Лучший ученик Победова — Эдмунд — приступил к работе над усовершенствованием «Штурма-С»; изделие называлось «Штурм-центр». Однако Эстония уже заявила о своем выходе из состава СССР. Эдмунд съездил на родину повидаться с матерью и вскоре был уволен по негласному указу Министерства обороны в связи с секретностью коломенского оборонного предприятия. Эдмунда Мукальского потряс тот факт, что он уехал в отпуск в советскую Эстонию, а вернулся уже из иностранного государства иностранным подданным.

Уволенный Мукальский с горя запил. По требованию практичной жены, уже вторично беременной, он вернулся в родной Таллин. Жизнь на родине складывалась не слишком сладко. В миролюбивой Эстонии оборонки не существовало. Эдмунду оставалось одно — преподавать в школе физику; однако из школы его скоро попросили, так как Мукальский — чистокровный эстонец, но родившийся в России, — не знал родного языка.

Рука помощи была протянута из Цюриха, когда Эдмунд уже впал в отчаяние. Некий господин Курт Вонхейм предложил Эдмунду сотрудничать с одной фирмой, якобы разрабатывающей ракетные двигатели.

Эдмунд предоставил фирме некоторые чертежи, а через две недели после получения аванса всего в одну тысячу долларов скончался от удушья. Эстонские эксперты констатировали как причину смерти астму. До сих пор тайна смерти Эдмунда не раскрыта. Не ясно, сколько государственных секретов советской оборонки успел передать Эдмунд, однако, его вдова с детьми в настоящее время безбедно живет в Квебеке в трехэтажном коттедже и в родную Коломну возвращаться не собирается.

Место Эдмунда в КБ занял Василий Найденов, белокурый, с веснушками по всему телу, сероглазый крепыш. Бабник, спортсмен, в прошлом комсомольский лидер. Полная противоположность хладнокровному эстонцу.

Победов работал с Найденовым над своим последним проектом «Пика-2».

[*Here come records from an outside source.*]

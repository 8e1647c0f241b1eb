//! Cross-shard messages and output-transaction proofs.

use crate::commit::ProofError;
use crate::{to_wire, AggregatedVote, Hash, IntentionBrief, MerkleProof, ProofOfIntention, Txs};
use serde::{Deserialize, Serialize};

/// Two-step Merkle evidence that an output-transaction set is committed
/// by a block: the set's hash is a leaf of the per-destination output
/// list, whose root is in turn a leaf of the block's hash tree.
#[derive(Debug, Clone, PartialEq, Eq, Serialize, Deserialize)]
pub struct OutputTxsProof {
    /// Path from the output-list root to the block hash.
    pub block_proof: MerkleProof,

    /// Path from the output set's hash to the output-list root.
    pub opt_proof: MerkleProof,
}

impl OutputTxsProof {
    /// Verify `output_txs` against a block hash.
    pub fn verify(&self, root: &Hash, output_txs: &Txs) -> Result<(), ProofError> {
        let opt_leaf = Hash::from_bytes(output_txs.hash().as_bytes());
        let opt_root = self.opt_proof.compute_root(&opt_leaf);
        let block_leaf = Hash::from_bytes(opt_root.as_bytes());
        if self.block_proof.verify(&block_leaf, root) {
            Ok(())
        } else {
            Err(ProofError::Mismatch {
                context: "output txs",
            })
        }
    }

    /// Hash of this proof, used in the commit-txs-list root.
    pub fn hash(&self) -> Hash {
        crate::merkle_root_bytes(&[
            self.block_proof.content_hash().to_bytes(),
            self.opt_proof.content_hash().to_bytes(),
        ])
    }
}

/// One leader-to-leader envelope of the cross-shard commitment flow.
///
/// Carries the source shard's newest quorum certificate plus Merkle
/// evidence for the commit intention and the output transactions of the
/// block two pipeline stages back.
#[derive(Debug, Clone, PartialEq, Eq, Serialize, Deserialize)]
pub struct CrossShardMessage {
    /// Shard that produced this message.
    pub source_chain: String,

    /// Quorum certificate for the source shard's latest block.
    pub agg_vote: AggregatedVote,

    /// Commit intention brief of the pipeline-delayed block.
    pub intention_brief: IntentionBrief,

    /// Proof of the intention brief against that block's hash.
    pub proof_of_intention: Option<ProofOfIntention>,

    /// Output transactions destined for the receiving shard.
    pub op_txs: Txs,

    /// Proof of the output transactions against that block's hash.
    pub output_txs_proof: Option<OutputTxsProof>,
}

impl CrossShardMessage {
    /// The source shard's previous block hash, as committed by the
    /// quorum certificate's necessary data.
    pub fn last_hash(&self) -> Hash {
        self.agg_vote.last_hash()
    }

    /// Verify the carried Merkle evidence against `last_hash()`.
    ///
    /// Proof fields absent during the pipeline warm-up are skipped.
    pub fn validate_basic(&self) -> Result<(), ProofError> {
        let root = self.last_hash();
        if let Some(poi) = &self.proof_of_intention {
            poi.verify(&root, &self.intention_brief.hash())?;
        }
        if let Some(proof) = &self.output_txs_proof {
            proof.verify(&root, &self.op_txs)?;
        }
        Ok(())
    }

    /// Wire encoding.
    pub fn wire_bytes(&self) -> Vec<u8> {
        to_wire(self)
    }
}

#[cfg(test)]
mod tests {
    use super::*;
    use crate::{merkle_proofs_bytes, SignerBitfield, Vote, VoteCode};

    #[test]
    fn test_output_txs_proof_roundtrip() {
        let txs_a = Txs(vec![b"relay-1".to_vec()]);
        let txs_b = Txs(vec![b"relay-2".to_vec(), b"relay-3".to_vec()]);

        // Per-destination output list: one hash per destination shard.
        let opt: Vec<[u8; 32]> = vec![txs_a.hash().to_bytes(), txs_b.hash().to_bytes()];
        let (opt_root, opt_proofs) = merkle_proofs_bytes(&opt);

        // Block tree with the output-list root at leaf 1.
        let leaves = vec![Hash::from_bytes(b"header").to_bytes(), opt_root.to_bytes()];
        let (block_hash, block_proofs) = merkle_proofs_bytes(&leaves);

        let proof = OutputTxsProof {
            block_proof: block_proofs[1].clone(),
            opt_proof: opt_proofs[0].clone(),
        };
        assert!(proof.verify(&block_hash, &txs_a).is_ok());

        // Wrong transaction set fails.
        assert!(proof.verify(&block_hash, &txs_b).is_err());

        let proof_b = OutputTxsProof {
            block_proof: block_proofs[1].clone(),
            opt_proof: opt_proofs[1].clone(),
        };
        assert!(proof_b.verify(&block_hash, &txs_b).is_ok());
    }

    #[test]
    fn test_csm_proof_integrity_under_mutation() {
        use crate::{Block, BlockHeader, CommitIntention};

        // A sealed block carrying an intention and one output set.
        let op_txs = Txs(vec![b"relay-a".to_vec(), b"relay-b".to_vec()]);
        let mut peer_vote = Vote::new(8, 0, Hash::from_bytes(b"b8"), vec![], 0);
        peer_vote.set_last_hash(Hash::from_bytes(b"b7"));
        let ci = CommitIntention::new(
            IntentionBrief(vec![Hash::from_bytes(b"b7").as_bytes().to_vec()]),
            vec![peer_vote.into_aggregated(SignerBitfield::new(4))],
        );

        let mut block = Block::default();
        block.header = BlockHeader {
            hash_pointer: Hash::from_bytes(b"prev"),
            chain_id: "s1".into(),
            view: 9,
            round: 0,
            time_ms: 9,
            ..Default::default()
        };
        block.opt = vec![op_txs.hash().as_bytes().to_vec()];
        block.ci = Some(ci.clone());
        block.seal();

        // The quorum certificate commits to this block's hash.
        let mut qc_vote = Vote::new(10, 0, Hash::from_bytes(b"b10"), vec![], 0);
        qc_vote.set_last_hash(block.hash());
        let csm = CrossShardMessage {
            source_chain: "s1".into(),
            agg_vote: qc_vote.into_aggregated(SignerBitfield::new(4)),
            intention_brief: ci.brief(),
            proof_of_intention: Some(ProofOfIntention {
                intention_hash_proof: block.commit_intention_proof().unwrap(),
                right_hash: ci.right_hash(),
            }),
            op_txs: op_txs.clone(),
            output_txs_proof: Some(block.output_txs_proof_of(0).unwrap()),
        };
        assert!(csm.validate_basic().is_ok());

        // Mutating the intention brief breaks the intention proof.
        let mut tampered = csm.clone();
        tampered.intention_brief = IntentionBrief(vec![b"other".to_vec()]);
        assert!(tampered.validate_basic().is_err());

        // Mutating the output set breaks the output proof.
        let mut tampered = csm.clone();
        tampered.op_txs = Txs(vec![b"relay-c".to_vec()]);
        assert!(tampered.validate_basic().is_err());

        // Mutating a proof byte breaks verification.
        let mut tampered = csm.clone();
        if let Some(proof) = &mut tampered.proof_of_intention {
            proof.right_hash = Hash::from_bytes(b"flipped");
        }
        assert!(tampered.validate_basic().is_err());

        // Mutating the committed hash breaks both proofs.
        let mut tampered = csm;
        tampered.agg_vote.set_last_hash(Hash::from_bytes(b"elsewhere"));
        assert!(tampered.validate_basic().is_err());
    }

    #[test]
    fn test_csm_validate_skips_absent_proofs() {
        let mut vote = Vote::new(1, 0, Hash::from_bytes(b"b1"), vec![], 0);
        vote.set_last_hash(Hash::ZERO);
        let csm = CrossShardMessage {
            source_chain: "s1".into(),
            agg_vote: vote.into_aggregated(SignerBitfield::new(4)),
            intention_brief: IntentionBrief::default(),
            proof_of_intention: None,
            op_txs: Txs::new(),
            output_txs_proof: None,
        };

        assert!(csm.validate_basic().is_ok());
        assert_eq!(csm.agg_vote.code, VoteCode::Ok);
    }
}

«Пика-2» была усовершенствованной моделью «Стрелы». По ее широкому и разветвленному хвостовому оперению можно было предположить, что «Пика» передвигается на низкой высоте и может лавировать и даже разворачиваться на девяносто градусов.

«Пика-2» вполне могла лететь чуть ли не по улицам. Правда, улица должна быть не узкой, а рассчитанной минимум на трехрядное движение.

Василий Найденов продолжал заниматься «Пикой». Но не ее совершенствованием, а перекодировкой системы управления полетом «Пики».

Василий, как нормальный русский рубаха-парень, в молодости много грешил. В институте попивал, баб не чурался, но с годами, особенно когда пошла волна перестройки, решил начать каяться.

Если раньше преуспевающего ученого в выходные встречали в дискотеке обязательно разные девицы, то когда рубахе-парню перевалило за тридцать, все свои субботы он проводил уже не на дискотеках и не в ресторанах, а в храме!

Но православие быстро надоело Василию. Он был уверен, что священники не имеют права брать деньги за крещения и свадьбы. Считал, что христиане не должны курить и употреблять спиртное, что было сплошь и рядом среди коломенских прихожан.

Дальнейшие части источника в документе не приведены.